Make a word-for-word copy of the entries below from their first line through the line with "pub(crate) mod testing;", and add nothing.

[Dataset entries]
[Start of Attachment]
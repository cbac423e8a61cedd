//! Calendar-aligned chart datasets.
//!
//! Entries come out of the store as a sparse list of `(user, date, amount)`
//! rows. Charts want one dense axis of days and one aligned series per
//! user, which is what [`build_dataset`] produces.

mod dataset;

pub use dataset::{
    build_dataset, build_dataset_within, parse_date, ChartError, ChartRow, Dataset, DateLabel, DATE_FORMAT,
    DEFAULT_MAX_DAYS,
};
pub mod aggregator;
pub mod config;
pub mod database_ops;
pub mod models;
pub mod normalization;
pub mod notify;
pub mod orchestrator;
pub mod runner;
pub mod shift;
pub mod sources;
pub mod summary;
pub mod tracing;

pub mod util {
    pub mod env;
    pub mod html;
}

#[cfg(test)]
pub(crate) mod testing;

/// Printed once, the first time the tool runs against a fresh key database.
pub const FIRST_RUN_NOTICE: &str = "\
autoshift  Redeem SHiFT codes automatically.
This program comes with ABSOLUTELY NO WARRANTY.
It is free software, and you are welcome to redistribute it under the terms
of the GNU General Public License, version 3 or later.
";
[End of Attachment]
#### [FINISHED TASK]
repository cbac423e8a61cedd
//! Calendar-aligned chart datasets.
//!
//! Entries come out of the store as a sparse list of `(user, date, amount)`
//! rows. Charts want one dense axis of days and one aligned series per
//! user, which is what [`build_dataset`] produces.

mod dataset;

pub use dataset::{
    build_dataset, build_dataset_within, parse_date, ChartError, ChartRow, Dataset, DateLabel, DATE_FORMAT,
    DEFAULT_MAX_DAYS,
};
pub mod aggregator;
pub mod config;
pub mod database_ops;
pub mod models;
pub mod normalization;
pub mod notify;
pub mod orchestrator;
pub mod runner;
pub mod shift;
pub mod sources;
pub mod summary;
pub mod tracing;

pub mod util {
    pub mod env;
    pub mod html;
}

#[cfg(test)]
pub(crate) mod testing;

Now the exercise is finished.